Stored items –
###

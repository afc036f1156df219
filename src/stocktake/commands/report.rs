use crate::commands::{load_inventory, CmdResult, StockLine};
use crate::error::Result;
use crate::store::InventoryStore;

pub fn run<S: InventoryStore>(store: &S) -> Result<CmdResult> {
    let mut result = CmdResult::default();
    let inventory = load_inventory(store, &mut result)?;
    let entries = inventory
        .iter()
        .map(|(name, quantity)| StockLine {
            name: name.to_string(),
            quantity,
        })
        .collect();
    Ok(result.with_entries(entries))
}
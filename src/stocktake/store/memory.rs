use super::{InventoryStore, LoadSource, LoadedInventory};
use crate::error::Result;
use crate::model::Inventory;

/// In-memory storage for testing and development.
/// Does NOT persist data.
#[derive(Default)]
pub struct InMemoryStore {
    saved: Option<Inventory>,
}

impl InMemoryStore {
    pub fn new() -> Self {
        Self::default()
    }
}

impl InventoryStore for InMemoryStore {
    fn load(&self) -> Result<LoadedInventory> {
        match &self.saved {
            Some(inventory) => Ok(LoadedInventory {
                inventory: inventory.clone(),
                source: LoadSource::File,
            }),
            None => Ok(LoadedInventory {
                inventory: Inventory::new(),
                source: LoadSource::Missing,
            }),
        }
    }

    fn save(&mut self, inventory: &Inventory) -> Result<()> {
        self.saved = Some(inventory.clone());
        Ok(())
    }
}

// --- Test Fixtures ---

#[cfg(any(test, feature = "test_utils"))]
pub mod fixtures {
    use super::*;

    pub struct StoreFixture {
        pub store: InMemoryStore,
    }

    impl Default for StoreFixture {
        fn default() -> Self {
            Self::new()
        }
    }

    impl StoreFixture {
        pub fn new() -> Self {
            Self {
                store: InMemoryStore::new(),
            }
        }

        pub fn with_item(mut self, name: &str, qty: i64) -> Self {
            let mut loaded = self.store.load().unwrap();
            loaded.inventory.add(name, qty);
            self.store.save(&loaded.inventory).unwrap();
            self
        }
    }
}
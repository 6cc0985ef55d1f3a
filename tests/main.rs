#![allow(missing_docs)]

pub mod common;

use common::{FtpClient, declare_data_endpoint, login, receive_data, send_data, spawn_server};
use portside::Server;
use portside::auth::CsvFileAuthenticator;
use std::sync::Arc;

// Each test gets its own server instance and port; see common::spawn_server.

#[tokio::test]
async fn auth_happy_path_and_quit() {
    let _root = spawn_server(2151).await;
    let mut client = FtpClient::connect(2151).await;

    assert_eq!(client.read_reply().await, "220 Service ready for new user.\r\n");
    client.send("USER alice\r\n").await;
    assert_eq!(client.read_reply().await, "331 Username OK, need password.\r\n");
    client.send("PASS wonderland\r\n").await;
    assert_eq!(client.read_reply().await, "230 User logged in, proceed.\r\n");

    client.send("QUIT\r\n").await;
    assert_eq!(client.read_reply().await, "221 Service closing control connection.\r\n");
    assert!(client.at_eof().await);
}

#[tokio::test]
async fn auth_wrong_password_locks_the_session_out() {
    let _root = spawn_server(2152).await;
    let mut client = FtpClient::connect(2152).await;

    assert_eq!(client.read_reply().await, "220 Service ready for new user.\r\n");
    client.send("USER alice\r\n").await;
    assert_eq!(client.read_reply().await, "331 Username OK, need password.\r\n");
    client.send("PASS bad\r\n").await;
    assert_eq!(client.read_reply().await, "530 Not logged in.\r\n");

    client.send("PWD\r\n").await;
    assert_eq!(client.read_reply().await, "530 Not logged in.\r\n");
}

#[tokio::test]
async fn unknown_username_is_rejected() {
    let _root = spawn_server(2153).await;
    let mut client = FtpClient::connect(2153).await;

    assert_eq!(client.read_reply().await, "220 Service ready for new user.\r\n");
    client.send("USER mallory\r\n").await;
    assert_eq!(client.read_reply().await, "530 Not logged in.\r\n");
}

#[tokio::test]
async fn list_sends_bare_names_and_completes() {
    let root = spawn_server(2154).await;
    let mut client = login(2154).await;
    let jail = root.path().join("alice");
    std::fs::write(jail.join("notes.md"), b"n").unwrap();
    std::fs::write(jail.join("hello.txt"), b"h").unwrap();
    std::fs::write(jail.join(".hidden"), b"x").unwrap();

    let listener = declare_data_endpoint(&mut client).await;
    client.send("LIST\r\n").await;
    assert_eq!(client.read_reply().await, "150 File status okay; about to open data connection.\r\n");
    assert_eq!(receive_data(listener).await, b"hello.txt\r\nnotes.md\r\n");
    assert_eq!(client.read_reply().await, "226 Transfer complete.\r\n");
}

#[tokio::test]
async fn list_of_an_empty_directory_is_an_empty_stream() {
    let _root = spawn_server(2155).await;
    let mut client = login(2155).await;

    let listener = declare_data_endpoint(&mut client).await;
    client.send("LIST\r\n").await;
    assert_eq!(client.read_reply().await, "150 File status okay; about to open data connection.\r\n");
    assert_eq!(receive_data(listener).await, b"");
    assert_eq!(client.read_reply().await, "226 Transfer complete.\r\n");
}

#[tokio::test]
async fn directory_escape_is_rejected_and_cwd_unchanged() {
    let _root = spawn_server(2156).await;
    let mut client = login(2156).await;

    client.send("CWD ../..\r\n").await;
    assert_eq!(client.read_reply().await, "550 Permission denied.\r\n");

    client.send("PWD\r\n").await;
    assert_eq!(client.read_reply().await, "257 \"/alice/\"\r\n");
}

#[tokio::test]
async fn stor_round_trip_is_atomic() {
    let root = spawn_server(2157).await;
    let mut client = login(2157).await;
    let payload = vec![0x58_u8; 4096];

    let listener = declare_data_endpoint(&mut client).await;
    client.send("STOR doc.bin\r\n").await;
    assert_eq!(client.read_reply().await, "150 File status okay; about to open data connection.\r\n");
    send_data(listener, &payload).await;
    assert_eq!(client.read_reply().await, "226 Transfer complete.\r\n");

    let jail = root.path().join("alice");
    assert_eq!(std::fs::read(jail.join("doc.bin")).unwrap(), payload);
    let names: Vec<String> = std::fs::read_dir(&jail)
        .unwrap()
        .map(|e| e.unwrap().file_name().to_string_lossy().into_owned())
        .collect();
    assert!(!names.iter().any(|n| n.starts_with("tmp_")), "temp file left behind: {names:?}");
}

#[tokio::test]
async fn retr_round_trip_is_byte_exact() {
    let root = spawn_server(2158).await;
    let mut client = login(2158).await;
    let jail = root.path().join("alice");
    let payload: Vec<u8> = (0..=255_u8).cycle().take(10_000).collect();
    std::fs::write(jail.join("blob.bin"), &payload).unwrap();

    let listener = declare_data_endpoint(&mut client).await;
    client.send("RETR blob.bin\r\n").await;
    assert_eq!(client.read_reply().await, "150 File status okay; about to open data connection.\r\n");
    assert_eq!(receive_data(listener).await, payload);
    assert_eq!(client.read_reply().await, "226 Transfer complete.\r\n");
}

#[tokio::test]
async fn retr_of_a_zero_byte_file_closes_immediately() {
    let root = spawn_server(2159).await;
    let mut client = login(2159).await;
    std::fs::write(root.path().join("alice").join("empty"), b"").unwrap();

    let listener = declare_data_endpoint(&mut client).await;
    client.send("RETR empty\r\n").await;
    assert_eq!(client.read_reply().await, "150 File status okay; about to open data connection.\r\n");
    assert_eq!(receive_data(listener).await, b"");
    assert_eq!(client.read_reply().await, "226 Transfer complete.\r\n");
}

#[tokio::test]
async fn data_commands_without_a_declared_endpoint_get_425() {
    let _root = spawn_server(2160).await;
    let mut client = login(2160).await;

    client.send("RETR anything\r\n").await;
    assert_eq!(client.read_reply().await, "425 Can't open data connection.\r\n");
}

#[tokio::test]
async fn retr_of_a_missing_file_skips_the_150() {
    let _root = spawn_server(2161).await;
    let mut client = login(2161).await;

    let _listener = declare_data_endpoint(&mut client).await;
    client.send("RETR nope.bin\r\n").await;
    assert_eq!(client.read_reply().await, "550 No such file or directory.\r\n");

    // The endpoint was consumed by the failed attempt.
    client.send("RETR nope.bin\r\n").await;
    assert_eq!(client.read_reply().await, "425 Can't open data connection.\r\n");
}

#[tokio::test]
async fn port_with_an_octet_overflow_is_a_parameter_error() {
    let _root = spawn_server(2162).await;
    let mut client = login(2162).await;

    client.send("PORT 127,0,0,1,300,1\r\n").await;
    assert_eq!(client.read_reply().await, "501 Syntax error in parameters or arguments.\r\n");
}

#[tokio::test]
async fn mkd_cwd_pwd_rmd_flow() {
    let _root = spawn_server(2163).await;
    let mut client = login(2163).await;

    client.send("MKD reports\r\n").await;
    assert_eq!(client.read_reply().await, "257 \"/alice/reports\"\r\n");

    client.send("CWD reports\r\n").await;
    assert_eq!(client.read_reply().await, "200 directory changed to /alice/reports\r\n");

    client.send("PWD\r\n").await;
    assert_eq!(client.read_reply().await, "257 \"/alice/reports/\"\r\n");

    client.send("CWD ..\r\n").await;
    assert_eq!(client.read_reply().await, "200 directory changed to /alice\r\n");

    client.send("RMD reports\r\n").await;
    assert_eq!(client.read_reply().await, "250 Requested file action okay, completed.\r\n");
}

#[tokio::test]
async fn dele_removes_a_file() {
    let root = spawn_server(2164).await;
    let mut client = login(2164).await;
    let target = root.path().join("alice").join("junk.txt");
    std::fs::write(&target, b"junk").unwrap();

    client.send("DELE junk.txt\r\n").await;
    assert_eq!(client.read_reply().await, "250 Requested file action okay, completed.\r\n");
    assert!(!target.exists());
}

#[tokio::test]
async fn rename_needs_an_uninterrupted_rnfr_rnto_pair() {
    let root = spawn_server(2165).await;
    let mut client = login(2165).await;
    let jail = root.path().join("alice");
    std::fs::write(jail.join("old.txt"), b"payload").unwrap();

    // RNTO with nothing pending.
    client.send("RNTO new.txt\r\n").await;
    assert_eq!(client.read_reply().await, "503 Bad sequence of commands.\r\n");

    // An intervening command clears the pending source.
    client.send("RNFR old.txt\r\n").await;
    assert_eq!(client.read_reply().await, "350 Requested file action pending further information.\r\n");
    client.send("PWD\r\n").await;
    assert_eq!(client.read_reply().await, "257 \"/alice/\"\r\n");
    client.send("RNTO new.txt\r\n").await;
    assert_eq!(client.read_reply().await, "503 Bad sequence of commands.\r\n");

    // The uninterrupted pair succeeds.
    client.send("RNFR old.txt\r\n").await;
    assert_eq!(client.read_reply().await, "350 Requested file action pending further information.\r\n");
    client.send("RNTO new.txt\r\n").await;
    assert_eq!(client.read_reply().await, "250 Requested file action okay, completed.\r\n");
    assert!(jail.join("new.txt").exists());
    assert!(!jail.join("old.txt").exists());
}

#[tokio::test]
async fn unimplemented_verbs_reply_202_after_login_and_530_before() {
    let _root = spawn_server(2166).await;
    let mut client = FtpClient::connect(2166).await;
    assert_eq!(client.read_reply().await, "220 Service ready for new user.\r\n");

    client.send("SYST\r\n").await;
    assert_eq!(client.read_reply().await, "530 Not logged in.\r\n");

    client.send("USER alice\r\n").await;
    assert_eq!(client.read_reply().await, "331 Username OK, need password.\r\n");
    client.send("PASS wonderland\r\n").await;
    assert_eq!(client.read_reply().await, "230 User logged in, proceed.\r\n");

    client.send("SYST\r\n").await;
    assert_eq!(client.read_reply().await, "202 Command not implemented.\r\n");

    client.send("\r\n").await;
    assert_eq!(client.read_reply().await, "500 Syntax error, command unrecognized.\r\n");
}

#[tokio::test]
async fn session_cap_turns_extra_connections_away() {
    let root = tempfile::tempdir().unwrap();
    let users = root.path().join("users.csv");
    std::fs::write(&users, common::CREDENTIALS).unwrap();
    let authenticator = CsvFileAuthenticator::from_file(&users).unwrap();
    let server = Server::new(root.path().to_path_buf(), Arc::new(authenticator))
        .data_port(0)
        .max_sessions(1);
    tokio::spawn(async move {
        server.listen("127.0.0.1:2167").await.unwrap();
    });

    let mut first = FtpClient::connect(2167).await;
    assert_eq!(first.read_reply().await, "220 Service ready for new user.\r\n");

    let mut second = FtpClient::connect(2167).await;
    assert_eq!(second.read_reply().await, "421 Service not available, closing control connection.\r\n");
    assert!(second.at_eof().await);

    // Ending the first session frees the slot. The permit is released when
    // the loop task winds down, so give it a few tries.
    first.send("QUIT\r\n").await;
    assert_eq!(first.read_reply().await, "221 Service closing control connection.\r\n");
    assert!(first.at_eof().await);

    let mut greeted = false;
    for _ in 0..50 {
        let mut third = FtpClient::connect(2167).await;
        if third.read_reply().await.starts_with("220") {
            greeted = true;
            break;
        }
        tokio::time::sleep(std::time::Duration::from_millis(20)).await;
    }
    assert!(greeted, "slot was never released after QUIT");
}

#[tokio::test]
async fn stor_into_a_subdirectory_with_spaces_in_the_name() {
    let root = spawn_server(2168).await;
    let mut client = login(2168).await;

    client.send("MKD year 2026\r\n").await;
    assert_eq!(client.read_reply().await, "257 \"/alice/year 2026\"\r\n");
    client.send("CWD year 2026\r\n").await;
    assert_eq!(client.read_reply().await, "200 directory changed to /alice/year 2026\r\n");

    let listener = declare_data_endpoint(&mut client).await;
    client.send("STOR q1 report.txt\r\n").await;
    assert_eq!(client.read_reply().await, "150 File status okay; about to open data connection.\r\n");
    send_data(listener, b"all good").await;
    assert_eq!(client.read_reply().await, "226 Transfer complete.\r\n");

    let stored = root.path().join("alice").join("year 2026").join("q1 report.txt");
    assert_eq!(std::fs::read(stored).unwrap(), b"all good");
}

###

What you need to do – Make a list of all lines in the data that contain "quantity".

Exercise response –
        .map(|(name, quantity)| StockLine {
            quantity,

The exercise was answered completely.